### TASK
Line by line, give the data again exactly as it appears.

### MATERIAL FOR THIS TASK
------------------------------------------------------------------------

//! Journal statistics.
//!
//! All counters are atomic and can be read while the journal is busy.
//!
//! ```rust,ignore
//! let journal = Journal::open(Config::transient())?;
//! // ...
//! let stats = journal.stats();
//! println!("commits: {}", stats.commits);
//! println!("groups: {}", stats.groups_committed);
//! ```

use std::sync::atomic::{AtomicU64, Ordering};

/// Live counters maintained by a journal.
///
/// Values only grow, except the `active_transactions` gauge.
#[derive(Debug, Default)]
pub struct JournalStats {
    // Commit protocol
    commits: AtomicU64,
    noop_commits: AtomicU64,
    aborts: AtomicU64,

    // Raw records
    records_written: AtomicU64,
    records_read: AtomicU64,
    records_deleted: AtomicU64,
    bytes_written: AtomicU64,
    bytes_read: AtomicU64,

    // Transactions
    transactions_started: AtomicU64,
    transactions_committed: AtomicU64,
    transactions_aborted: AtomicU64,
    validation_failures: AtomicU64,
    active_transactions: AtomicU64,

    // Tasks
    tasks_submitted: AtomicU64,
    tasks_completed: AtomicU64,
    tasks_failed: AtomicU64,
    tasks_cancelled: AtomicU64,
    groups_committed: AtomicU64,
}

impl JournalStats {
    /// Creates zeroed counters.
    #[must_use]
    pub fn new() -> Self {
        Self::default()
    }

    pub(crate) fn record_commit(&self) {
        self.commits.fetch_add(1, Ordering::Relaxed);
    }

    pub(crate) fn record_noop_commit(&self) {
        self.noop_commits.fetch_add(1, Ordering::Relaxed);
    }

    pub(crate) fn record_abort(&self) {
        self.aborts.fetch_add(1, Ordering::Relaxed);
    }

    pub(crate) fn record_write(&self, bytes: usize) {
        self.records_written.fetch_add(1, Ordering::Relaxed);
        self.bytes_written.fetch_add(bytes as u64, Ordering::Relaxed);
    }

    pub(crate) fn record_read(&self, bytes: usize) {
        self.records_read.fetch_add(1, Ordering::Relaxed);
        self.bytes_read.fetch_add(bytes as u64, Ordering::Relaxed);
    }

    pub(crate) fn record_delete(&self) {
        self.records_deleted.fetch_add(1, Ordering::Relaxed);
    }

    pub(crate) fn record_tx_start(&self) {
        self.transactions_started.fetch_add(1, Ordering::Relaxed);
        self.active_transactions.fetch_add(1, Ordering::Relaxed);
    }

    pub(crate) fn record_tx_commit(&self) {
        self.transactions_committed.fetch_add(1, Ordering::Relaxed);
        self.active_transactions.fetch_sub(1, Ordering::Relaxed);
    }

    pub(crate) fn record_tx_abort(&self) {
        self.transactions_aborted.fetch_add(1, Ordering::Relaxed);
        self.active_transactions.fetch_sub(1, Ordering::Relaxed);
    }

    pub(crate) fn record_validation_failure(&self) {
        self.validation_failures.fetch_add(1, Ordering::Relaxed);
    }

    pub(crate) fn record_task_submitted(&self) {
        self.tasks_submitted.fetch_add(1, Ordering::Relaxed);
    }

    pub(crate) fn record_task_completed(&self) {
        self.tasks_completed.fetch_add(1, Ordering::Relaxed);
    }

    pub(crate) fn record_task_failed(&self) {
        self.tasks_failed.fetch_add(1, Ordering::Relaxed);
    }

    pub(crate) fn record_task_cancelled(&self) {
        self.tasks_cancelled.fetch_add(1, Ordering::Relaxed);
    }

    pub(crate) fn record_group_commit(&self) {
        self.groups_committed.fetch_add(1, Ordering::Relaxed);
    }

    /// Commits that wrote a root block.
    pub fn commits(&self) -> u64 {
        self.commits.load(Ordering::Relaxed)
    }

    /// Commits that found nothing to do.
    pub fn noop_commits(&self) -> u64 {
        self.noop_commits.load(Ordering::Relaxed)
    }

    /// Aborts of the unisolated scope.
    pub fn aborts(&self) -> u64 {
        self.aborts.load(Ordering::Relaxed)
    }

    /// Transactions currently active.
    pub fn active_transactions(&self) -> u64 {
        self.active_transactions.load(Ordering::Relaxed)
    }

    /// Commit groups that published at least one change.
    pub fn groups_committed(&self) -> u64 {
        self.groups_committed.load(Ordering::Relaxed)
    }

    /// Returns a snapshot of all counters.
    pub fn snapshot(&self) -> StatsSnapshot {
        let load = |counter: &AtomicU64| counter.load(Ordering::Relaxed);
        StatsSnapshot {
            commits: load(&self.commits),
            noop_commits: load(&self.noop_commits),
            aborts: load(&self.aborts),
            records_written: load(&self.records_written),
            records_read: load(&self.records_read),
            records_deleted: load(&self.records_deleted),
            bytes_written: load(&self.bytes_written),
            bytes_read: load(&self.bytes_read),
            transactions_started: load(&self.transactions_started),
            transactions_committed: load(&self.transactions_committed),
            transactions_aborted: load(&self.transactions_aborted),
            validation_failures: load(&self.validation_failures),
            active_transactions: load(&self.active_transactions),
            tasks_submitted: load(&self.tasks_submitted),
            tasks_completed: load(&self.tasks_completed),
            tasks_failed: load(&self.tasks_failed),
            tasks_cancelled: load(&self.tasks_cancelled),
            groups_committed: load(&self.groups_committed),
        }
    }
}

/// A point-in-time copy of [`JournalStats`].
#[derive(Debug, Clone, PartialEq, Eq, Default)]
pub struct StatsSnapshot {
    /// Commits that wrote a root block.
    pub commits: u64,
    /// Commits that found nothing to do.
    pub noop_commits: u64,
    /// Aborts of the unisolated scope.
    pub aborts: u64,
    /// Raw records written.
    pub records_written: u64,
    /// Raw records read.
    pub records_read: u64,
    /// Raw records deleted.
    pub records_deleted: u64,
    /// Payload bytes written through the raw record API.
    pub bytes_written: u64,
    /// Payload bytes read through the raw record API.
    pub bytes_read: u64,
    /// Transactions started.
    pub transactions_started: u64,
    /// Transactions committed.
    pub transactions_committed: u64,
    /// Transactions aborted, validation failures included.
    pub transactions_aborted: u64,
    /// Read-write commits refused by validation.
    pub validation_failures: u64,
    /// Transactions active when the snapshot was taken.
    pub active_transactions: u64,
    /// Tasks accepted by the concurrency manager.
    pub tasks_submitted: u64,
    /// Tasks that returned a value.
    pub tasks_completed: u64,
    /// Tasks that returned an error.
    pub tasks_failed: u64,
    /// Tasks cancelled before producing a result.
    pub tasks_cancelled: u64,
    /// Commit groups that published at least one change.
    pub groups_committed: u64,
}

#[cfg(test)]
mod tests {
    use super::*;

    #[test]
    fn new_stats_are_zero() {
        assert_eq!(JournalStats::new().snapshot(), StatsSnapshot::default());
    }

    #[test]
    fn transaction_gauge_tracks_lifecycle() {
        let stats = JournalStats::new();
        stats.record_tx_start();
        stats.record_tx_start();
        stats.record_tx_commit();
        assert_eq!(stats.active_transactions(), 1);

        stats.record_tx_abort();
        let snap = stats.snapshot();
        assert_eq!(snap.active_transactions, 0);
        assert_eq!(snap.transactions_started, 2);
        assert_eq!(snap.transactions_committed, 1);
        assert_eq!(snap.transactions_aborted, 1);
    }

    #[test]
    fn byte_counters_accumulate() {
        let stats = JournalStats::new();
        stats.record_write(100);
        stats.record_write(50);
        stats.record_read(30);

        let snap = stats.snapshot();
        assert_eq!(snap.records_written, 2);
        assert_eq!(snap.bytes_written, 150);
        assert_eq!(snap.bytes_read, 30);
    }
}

------------------------------------------------------------------------

### PROBLEM SOLUTION
//! Journal statistics.
//!
//! All counters are atomic and can be read while the journal is busy.
//!
//! ```rust,ignore
//! let journal = Journal::open(Config::transient())?;
//! // ...
//! let stats = journal.stats();
//! println!("commits: {}", stats.commits);
//! println!("groups: {}", stats.groups_committed);
//! ```

use std::sync::atomic::{AtomicU64, Ordering};

/// Live counters maintained by a journal.
///
/// Values only grow, except the `active_transactions` gauge.
#[derive(Debug, Default)]
pub struct JournalStats {
    // Commit protocol
    commits: AtomicU64,
    noop_commits: AtomicU64,
    aborts: AtomicU64,

    // Raw records
    records_written: AtomicU64,
    records_read: AtomicU64,
    records_deleted: AtomicU64,
    bytes_written: AtomicU64,
    bytes_read: AtomicU64,

    // Transactions
    transactions_started: AtomicU64,
    transactions_committed: AtomicU64,
    transactions_aborted: AtomicU64,
    validation_failures: AtomicU64,
    active_transactions: AtomicU64,

    // Tasks
    tasks_submitted: AtomicU64,
    tasks_completed: AtomicU64,
    tasks_failed: AtomicU64,
    tasks_cancelled: AtomicU64,
    groups_committed: AtomicU64,
}

impl JournalStats {
    /// Creates zeroed counters.
    #[must_use]
    pub fn new() -> Self {
        Self::default()
    }

    pub(crate) fn record_commit(&self) {
        self.commits.fetch_add(1, Ordering::Relaxed);
    }

    pub(crate) fn record_noop_commit(&self) {
        self.noop_commits.fetch_add(1, Ordering::Relaxed);
    }

    pub(crate) fn record_abort(&self) {
        self.aborts.fetch_add(1, Ordering::Relaxed);
    }

    pub(crate) fn record_write(&self, bytes: usize) {
        self.records_written.fetch_add(1, Ordering::Relaxed);
        self.bytes_written.fetch_add(bytes as u64, Ordering::Relaxed);
    }

    pub(crate) fn record_read(&self, bytes: usize) {
        self.records_read.fetch_add(1, Ordering::Relaxed);
        self.bytes_read.fetch_add(bytes as u64, Ordering::Relaxed);
    }

    pub(crate) fn record_delete(&self) {
        self.records_deleted.fetch_add(1, Ordering::Relaxed);
    }

    pub(crate) fn record_tx_start(&self) {
        self.transactions_started.fetch_add(1, Ordering::Relaxed);
        self.active_transactions.fetch_add(1, Ordering::Relaxed);
    }

    pub(crate) fn record_tx_commit(&self) {
        self.transactions_committed.fetch_add(1, Ordering::Relaxed);
        self.active_transactions.fetch_sub(1, Ordering::Relaxed);
    }

    pub(crate) fn record_tx_abort(&self) {
        self.transactions_aborted.fetch_add(1, Ordering::Relaxed);
        self.active_transactions.fetch_sub(1, Ordering::Relaxed);
    }

    pub(crate) fn record_validation_failure(&self) {
        self.validation_failures.fetch_add(1, Ordering::Relaxed);
    }

    pub(crate) fn record_task_submitted(&self) {
        self.tasks_submitted.fetch_add(1, Ordering::Relaxed);
    }

    pub(crate) fn record_task_completed(&self) {
        self.tasks_completed.fetch_add(1, Ordering::Relaxed);
    }

    pub(crate) fn record_task_failed(&self) {
        self.tasks_failed.fetch_add(1, Ordering::Relaxed);
    }

    pub(crate) fn record_task_cancelled(&self) {
        self.tasks_cancelled.fetch_add(1, Ordering::Relaxed);
    }

    pub(crate) fn record_group_commit(&self) {
        self.groups_committed.fetch_add(1, Ordering::Relaxed);
    }

    /// Commits that wrote a root block.
    pub fn commits(&self) -> u64 {
        self.commits.load(Ordering::Relaxed)
    }

    /// Commits that found nothing to do.
    pub fn noop_commits(&self) -> u64 {
        self.noop_commits.load(Ordering::Relaxed)
    }

    /// Aborts of the unisolated scope.
    pub fn aborts(&self) -> u64 {
        self.aborts.load(Ordering::Relaxed)
    }

    /// Transactions currently active.
    pub fn active_transactions(&self) -> u64 {
        self.active_transactions.load(Ordering::Relaxed)
    }

    /// Commit groups that published at least one change.
    pub fn groups_committed(&self) -> u64 {
        self.groups_committed.load(Ordering::Relaxed)
    }

    /// Returns a snapshot of all counters.
    pub fn snapshot(&self) -> StatsSnapshot {
        let load = |counter: &AtomicU64| counter.load(Ordering::Relaxed);
        StatsSnapshot {
            commits: load(&self.commits),
            noop_commits: load(&self.noop_commits),
            aborts: load(&self.aborts),
            records_written: load(&self.records_written),
            records_read: load(&self.records_read),
            records_deleted: load(&self.records_deleted),
            bytes_written: load(&self.bytes_written),
            bytes_read: load(&self.bytes_read),
            transactions_started: load(&self.transactions_started),
            transactions_committed: load(&self.transactions_committed),
            transactions_aborted: load(&self.transactions_aborted),
            validation_failures: load(&self.validation_failures),
            active_transactions: load(&self.active_transactions),
            tasks_submitted: load(&self.tasks_submitted),
            tasks_completed: load(&self.tasks_completed),
            tasks_failed: load(&self.tasks_failed),
            tasks_cancelled: load(&self.tasks_cancelled),
            groups_committed: load(&self.groups_committed),
        }
    }
}

/// A point-in-time copy of [`JournalStats`].
#[derive(Debug, Clone, PartialEq, Eq, Default)]
pub struct StatsSnapshot {
    /// Commits that wrote a root block.
    pub commits: u64,
    /// Commits that found nothing to do.
    pub noop_commits: u64,
    /// Aborts of the unisolated scope.
    pub aborts: u64,
    /// Raw records written.
    pub records_written: u64,
    /// Raw records read.
    pub records_read: u64,
    /// Raw records deleted.
    pub records_deleted: u64,
    /// Payload bytes written through the raw record API.
    pub bytes_written: u64,
    /// Payload bytes read through the raw record API.
    pub bytes_read: u64,
    /// Transactions started.
    pub transactions_started: u64,
    /// Transactions committed.
    pub transactions_committed: u64,
    /// Transactions aborted, validation failures included.
    pub transactions_aborted: u64,
    /// Read-write commits refused by validation.
    pub validation_failures: u64,
    /// Transactions active when the snapshot was taken.
    pub active_transactions: u64,
    /// Tasks accepted by the concurrency manager.
    pub tasks_submitted: u64,
    /// Tasks that returned a value.
    pub tasks_completed: u64,
    /// Tasks that returned an error.
    pub tasks_failed: u64,
    /// Tasks cancelled before producing a result.
    pub tasks_cancelled: u64,
    /// Commit groups that published at least one change.
    pub groups_committed: u64,
}

#[cfg(test)]
mod tests {
    use super::*;

    #[test]
    fn new_stats_are_zero() {
        assert_eq!(JournalStats::new().snapshot(), StatsSnapshot::default());
    }

    #[test]
    fn transaction_gauge_tracks_lifecycle() {
        let stats = JournalStats::new();
        stats.record_tx_start();
        stats.record_tx_start();
        stats.record_tx_commit();
        assert_eq!(stats.active_transactions(), 1);

        stats.record_tx_abort();
        let snap = stats.snapshot();
        assert_eq!(snap.active_transactions, 0);
        assert_eq!(snap.transactions_started, 2);
        assert_eq!(snap.transactions_committed, 1);
        assert_eq!(snap.transactions_aborted, 1);
    }

    #[test]
    fn byte_counters_accumulate() {
        let stats = JournalStats::new();
        stats.record_write(100);
        stats.record_write(50);
        stats.record_read(30);

        let snap = stats.snapshot();
        assert_eq!(snap.records_written, 2);
        assert_eq!(snap.bytes_written, 150);
        assert_eq!(snap.bytes_read, 30);
    }
}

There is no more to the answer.